Zeno, tu devi lasciare quell’inferno. Ogni giorno che passa sei sempre più magro. Hai delle occhiaie da zombi.

Non c’è problema, a farmi sloggiare ci pensano già loro.

Come?

Da un’altra parte intendo.

E cosa cambierebbe? Ottavia lascia cadere il discorso. Hai sentito la notte scorsa?

Cosa?

I cani.

Quali cani?

I cani dei dintorni. Li sentiamo dappertutto nel bosco. Gaspare è andato a vedere. Dice che a Balzola c’erano mucchi di randagi riuniti davanti alle porte. Raspavano per entrare, ringhiavano. Facevano un baccano.

Zeno si morde le labbra e finge di cadere dalle nuvole.

No, io non ho sentito nulla. Dormivo.

Beato te. Noi non si è chiuso occhio.

Rimangono alcuni attimi zitti e acchiappano al volo alcune frasi smozzicate delle vecchine. Sembrano agitate e nervose per qualcosa, alcune agitano le mani e si fanno in continuazione il segno della croce.

Che hanno queste mummie? Proferisce Ottavia.

Le ascoltano un pochino e ricavano un racconto alquanto strampalato. Le befane vociano su alcuni fatti accaduti nei dintorni di Balzola. Masse scure di mosche accalcate alle finestre. Troppa gente morta all’improvviso, senza le avvisaglie di alcuna malattia. Certo, quasi tutti erano anziani, ex capoccia della grande Fabbrica. Ogni volta che si riferiscono a quel posto, le donnine  tracciano il segno della croce, come per allontanare qualcosa di maligno. Altre borbottano di certi episodi, gente che prima di morire misteriosamente ha piaghe nella carne, piaghe che buttano dei lunghi vermi bianchi. Altri hanno perso sangue dagli occhi. E poi c’è il fatto delle bestie. I cani che abbaiano, le campagne infestate dai randagi. Pare che a Balzola i pochi sopravissuti vivano asserragliati in casa. Hanno paura di uscire. Ogni volta che aprono la porta, la morte potrebbe entrare a prenderli. Ottavia ascolta tutte quelle fole e cerca di trattenere la ridarella. Sgomita verso Zeno e lui rimane pensieroso. Segretamente spaventato da ciò che immagina di aver sentito la notte precedente. A un certo punto, un pensiero più folle degli altri lambisce la sua mente. E’ solo colpa dello stress, ne è sicuro. Le veglie, la Fabbrica, le voci, tutto un prodotto del suo stato d’animo, del momento difficile che sta attraversando. Comunque sente il bisogno di levarsi quell’idea dal capo.

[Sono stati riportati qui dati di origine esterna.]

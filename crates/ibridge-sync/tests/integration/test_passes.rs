//! Full upload, download and bidirectional passes

use std::path::Path;
use std::sync::atomic::{AtomicU64, Ordering};
use std::sync::Arc;

use ibridge_core::domain::{SyncMode, SyncSummary, TransferDirection};
use ibridge_core::ports::IProgressObserver;

use crate::common::{self, InMemoryRemote, REMOTE_ROOT};

// ============================================================================
// Upload
// ============================================================================

#[tokio::test]
async fn test_upload_skips_ignored_file() {
    let local = tempfile::tempdir().unwrap();
    common::write(local.path(), "main.go", b"package main");
    common::write(local.path(), "docs/readme.md", b"# docs");
    common::write(local.path(), "server.log", b"noise");

    let remote = InMemoryRemote::new();
    let engine = common::engine(local.path(), &remote, &["*.log"]);

    let summary = engine.upload_all().await.unwrap();

    assert_eq!(summary.transferred, 2);
    assert_eq!(summary.skipped, 1);
    assert_eq!(summary.errors, 0);
    assert_eq!(
        remote.get(&format!("{REMOTE_ROOT}/docs/readme.md")).unwrap(),
        b"# docs"
    );
    assert!(!remote.contains(&format!("{REMOTE_ROOT}/server.log")));
}

#[cfg(unix)]
#[tokio::test]
async fn test_directory_symlink_is_counted_as_skipped() {
    let local = tempfile::tempdir().unwrap();
    let elsewhere = tempfile::tempdir().unwrap();
    common::write(local.path(), "a.txt", b"a");
    common::write(elsewhere.path(), "secret.txt", b"outside");
    std::os::unix::fs::symlink(elsewhere.path(), local.path().join("linked")).unwrap();

    let remote = InMemoryRemote::new();
    let engine = common::engine(local.path(), &remote, &[]);

    let summary = engine.upload_all().await.unwrap();

    assert_eq!(summary.transferred, 1);
    assert_eq!(summary.skipped, 1);
    assert_eq!(summary.errors, 0);
    assert!(!remote.contains(&format!("{REMOTE_ROOT}/linked/secret.txt")));
}

#[tokio::test]
async fn test_upload_only_sends_changed_files() {
    let local = tempfile::tempdir().unwrap();
    common::write(local.path(), "a.txt", b"one");
    common::write(local.path(), "b.txt", b"two");

    let remote = InMemoryRemote::new();
    let engine = common::engine(local.path(), &remote, &[]);

    assert_eq!(engine.upload_all().await.unwrap().transferred, 2);

    common::write(local.path(), "b.txt", b"two, edited");
    let second = engine.upload_all().await.unwrap();
    assert_eq!(second.transferred, 1);
    assert_eq!(second.skipped, 1);
    assert_eq!(
        remote.get(&format!("{REMOTE_ROOT}/b.txt")).unwrap(),
        b"two, edited"
    );
}

#[tokio::test]
async fn test_failed_upload_is_retried_next_pass() {
    let local = tempfile::tempdir().unwrap();
    common::write(local.path(), "flaky.bin", b"data");

    let remote = InMemoryRemote::new();
    let target = format!("{REMOTE_ROOT}/flaky.bin");
    remote.fail_times(&target, 3);

    let engine = common::engine(local.path(), &remote, &[]);

    let first = engine.upload_all().await.unwrap();
    assert_eq!(first.transferred, 0);
    assert_eq!(first.errors, 1);
    assert!(first.error_messages[0].contains("failed after 3 attempts"));

    // the file did not change, but its failed transfer must not be forgotten
    let second = engine.upload_all().await.unwrap();
    assert_eq!(second.transferred, 1);
    assert_eq!(second.errors, 0);
    assert_eq!(remote.attempts(&target), 4);
}

#[tokio::test]
async fn test_upload_without_retry_attempts_once() {
    let local = tempfile::tempdir().unwrap();
    common::write(local.path(), "x.txt", b"x");

    let remote = InMemoryRemote::new();
    let target = format!("{REMOTE_ROOT}/x.txt");
    remote.fail_times(&target, 1);

    let mut config = common::fast_config();
    config.enable_retry = false;
    let engine = common::engine_with(local.path(), &remote, &[], &config);

    let summary = engine.upload_all().await.unwrap();
    assert_eq!(summary.errors, 1);
    assert_eq!(remote.attempts(&target), 1);
}

#[tokio::test]
async fn test_many_files_with_small_pool() {
    let local = tempfile::tempdir().unwrap();
    for i in 0..40 {
        common::write(local.path(), &format!("dir{}/file{i}.txt", i % 4), b"payload");
    }

    let remote = InMemoryRemote::new();
    let mut config = common::fast_config();
    config.max_concurrency = 3;
    let engine = common::engine_with(local.path(), &remote, &[], &config);

    let summary = engine.upload_all().await.unwrap();
    assert_eq!(summary.transferred, 40);
    assert_eq!(remote.file_count(), 40);
}

// ============================================================================
// Download
// ============================================================================

#[tokio::test]
async fn test_download_retries_until_success() {
    let local = tempfile::tempdir().unwrap();
    let remote = InMemoryRemote::new();
    let path = format!("{REMOTE_ROOT}/data/report.csv");
    remote.put(&path, b"a,b,c");
    remote.fail_times(&path, 2);

    let engine = common::engine(local.path(), &remote, &[]);
    let summary = engine.download_all().await.unwrap();

    assert_eq!(summary.downloaded, 1);
    assert_eq!(summary.errors, 0);
    assert_eq!(remote.attempts(&path), 3);
    assert_eq!(
        std::fs::read(local.path().join("data/report.csv")).unwrap(),
        b"a,b,c"
    );
}

#[tokio::test]
async fn test_download_prunes_ignored_remote_directory() {
    let local = tempfile::tempdir().unwrap();
    let remote = InMemoryRemote::new();
    remote.put(&format!("{REMOTE_ROOT}/src/app.py"), b"print()");
    remote.put(&format!("{REMOTE_ROOT}/node_modules/pkg/index.js"), b"x");
    remote.put(&format!("{REMOTE_ROOT}/node_modules/pkg/lib.js"), b"y");

    let engine = common::engine(local.path(), &remote, &["node_modules"]);
    let summary = engine.download_all().await.unwrap();

    assert_eq!(summary.downloaded, 1);
    // the pruned directory counts once
    assert_eq!(summary.skipped, 1);
    assert!(!local.path().join("node_modules").exists());
}

#[tokio::test]
async fn test_download_always_refetches() {
    let local = tempfile::tempdir().unwrap();
    let remote = InMemoryRemote::new();
    remote.put(&format!("{REMOTE_ROOT}/a.txt"), b"a");

    let engine = common::engine(local.path(), &remote, &[]);
    engine.download_all().await.unwrap();
    let second = engine.download_all().await.unwrap();

    assert_eq!(second.downloaded, 1);
    assert_eq!(remote.downloads.load(Ordering::SeqCst), 2);
}

#[tokio::test]
async fn test_download_error_is_counted_not_fatal() {
    let local = tempfile::tempdir().unwrap();
    let remote = InMemoryRemote::new();
    let broken = format!("{REMOTE_ROOT}/broken.bin");
    remote.put(&broken, b"?");
    remote.put(&format!("{REMOTE_ROOT}/fine.bin"), b"!");
    remote.fail_times(&broken, 10);

    let engine = common::engine(local.path(), &remote, &[]);
    let summary = engine.download_all().await.unwrap();

    assert_eq!(summary.downloaded, 1);
    assert_eq!(summary.errors, 1);
    assert_eq!(remote.attempts(&broken), 3);
}

// ============================================================================
// Bidirectional
// ============================================================================

#[tokio::test]
async fn test_bidirectional_converges_both_sides() {
    let local = tempfile::tempdir().unwrap();
    common::write(local.path(), "b", b"local b");

    let remote = InMemoryRemote::new();
    remote.put(&format!("{REMOTE_ROOT}/a"), b"remote a");

    let engine = common::engine(local.path(), &remote, &[]);
    let summary = engine.sync_bidirectional().await.unwrap();

    assert_eq!(summary.mode, SyncMode::Bidirectional);
    assert_eq!(summary.downloaded, 1);
    assert_eq!(summary.errors, 0);

    assert_eq!(std::fs::read(local.path().join("a")).unwrap(), b"remote a");
    assert_eq!(std::fs::read(local.path().join("b")).unwrap(), b"local b");
    assert_eq!(remote.get(&format!("{REMOTE_ROOT}/a")).unwrap(), b"remote a");
    assert_eq!(remote.get(&format!("{REMOTE_ROOT}/b")).unwrap(), b"local b");
}

#[tokio::test]
async fn test_bidirectional_pull_precedes_push() {
    let local = tempfile::tempdir().unwrap();
    common::write(local.path(), "shared.txt", b"local");

    let remote = InMemoryRemote::new();
    let path = format!("{REMOTE_ROOT}/shared.txt");
    remote.put(&path, b"remote");

    let engine = common::engine(local.path(), &remote, &[]);
    engine.run(SyncMode::Bidirectional).await.unwrap();

    // the pull overwrote the local copy, which the push then sent back
    assert_eq!(std::fs::read(local.path().join("shared.txt")).unwrap(), b"remote");
    assert_eq!(remote.get(&path).unwrap(), b"remote");
}

// ============================================================================
// Observer
// ============================================================================

#[derive(Default)]
struct Tally {
    started: AtomicU64,
    total: AtomicU64,
    transferred: AtomicU64,
    skipped: AtomicU64,
    ignored: AtomicU64,
    ignored_before_start: AtomicU64,
    finished: AtomicU64,
}

impl IProgressObserver for Tally {
    fn on_pass_started(&self, _mode: SyncMode, _direction: TransferDirection, total: usize) {
        self.started.fetch_add(1, Ordering::SeqCst);
        self.total.fetch_add(total as u64, Ordering::SeqCst);
    }

    fn on_transferred(&self, _path: &Path, _direction: TransferDirection) {
        self.transferred.fetch_add(1, Ordering::SeqCst);
    }

    fn on_skipped(&self, _path: &Path) {
        self.skipped.fetch_add(1, Ordering::SeqCst);
    }

    fn on_ignored(&self, _path: &Path) {
        if self.started.load(Ordering::SeqCst) == 0 {
            self.ignored_before_start.fetch_add(1, Ordering::SeqCst);
        }
        self.ignored.fetch_add(1, Ordering::SeqCst);
    }

    fn on_pass_finished(&self, _summary: &SyncSummary) {
        self.finished.fetch_add(1, Ordering::SeqCst);
    }
}

#[tokio::test]
async fn test_observer_receives_progress() {
    let local = tempfile::tempdir().unwrap();
    common::write(local.path(), "one.txt", b"1");
    common::write(local.path(), "two.tmp", b"2");

    let remote = InMemoryRemote::new();
    remote.put(&format!("{REMOTE_ROOT}/three.txt"), b"3");

    let tally = Arc::new(Tally::default());
    let engine = common::engine(local.path(), &remote, &["*.tmp"])
        .with_observer(Arc::clone(&tally) as Arc<dyn IProgressObserver>);

    engine.sync_bidirectional().await.unwrap();

    assert_eq!(tally.started.load(Ordering::SeqCst), 2);
    assert_eq!(tally.finished.load(Ordering::SeqCst), 1);
    // three.txt down, then one.txt and three.txt up
    assert_eq!(tally.transferred.load(Ordering::SeqCst), 3);
    assert_eq!(tally.skipped.load(Ordering::SeqCst), 0);
    assert_eq!(tally.ignored.load(Ordering::SeqCst), 1);
    assert_eq!(tally.ignored_before_start.load(Ordering::SeqCst), 0);
}

#[tokio::test]
async fn test_unchanged_files_complete_the_pass_total() {
    let local = tempfile::tempdir().unwrap();
    common::write(local.path(), "a.txt", b"a");
    common::write(local.path(), "b.txt", b"b");
    common::write(local.path(), "c.log", b"c");

    let remote = InMemoryRemote::new();
    let tally = Arc::new(Tally::default());
    let engine = common::engine(local.path(), &remote, &["*.log"])
        .with_observer(Arc::clone(&tally) as Arc<dyn IProgressObserver>);

    engine.upload_all().await.unwrap();
    engine.upload_all().await.unwrap();

    // both passes schedule a.txt and b.txt; the second finds them unchanged
    assert_eq!(tally.total.load(Ordering::SeqCst), 4);
    assert_eq!(
        tally.transferred.load(Ordering::SeqCst) + tally.skipped.load(Ordering::SeqCst),
        4
    );
    assert_eq!(tally.skipped.load(Ordering::SeqCst), 2);
    assert_eq!(tally.ignored.load(Ordering::SeqCst), 2);
}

Senti Ottavia, volevo chiederti una cosa.

Sì.

Avete visto Bardeville in giro?

Chi il vecchio?

Sì.

No.

E la nipote?

Quale nipote?

Marialé.

Te l’ho già detto, Zeno. Che io sappia il vecchio non ha nessuno. Vive solo in una vecchia casa vicino al camposanto.

Lo so. Ci sono stato. E c’era la ragazza.

Strano allora. Noi ci siamo stati alcune settimane fa. Volevamo vendergli la marmellata di more e ci ha fatto entrare, ma era solo.

Si vede che era uscita.

Non hai detto che è cieca?

Sì. Forse è passato a prenderla un amico.

Sarà così.

L’attesa dura un’oretta, durante la quale le vecchine si alternano a raccontare ciascuna la sua, infine tutta la compagnia mette giudizio e si accorge di aver cianciato anche troppo, perché fuori è quasi notte. Viene finalmente il turno di Zeno. Il dottor Boggi gli prescrive del Tavor e dell’Ansiolin. Ora, anche lui, come tanti colleghi, affida ai farmaci il compito di chiudere gli occhi.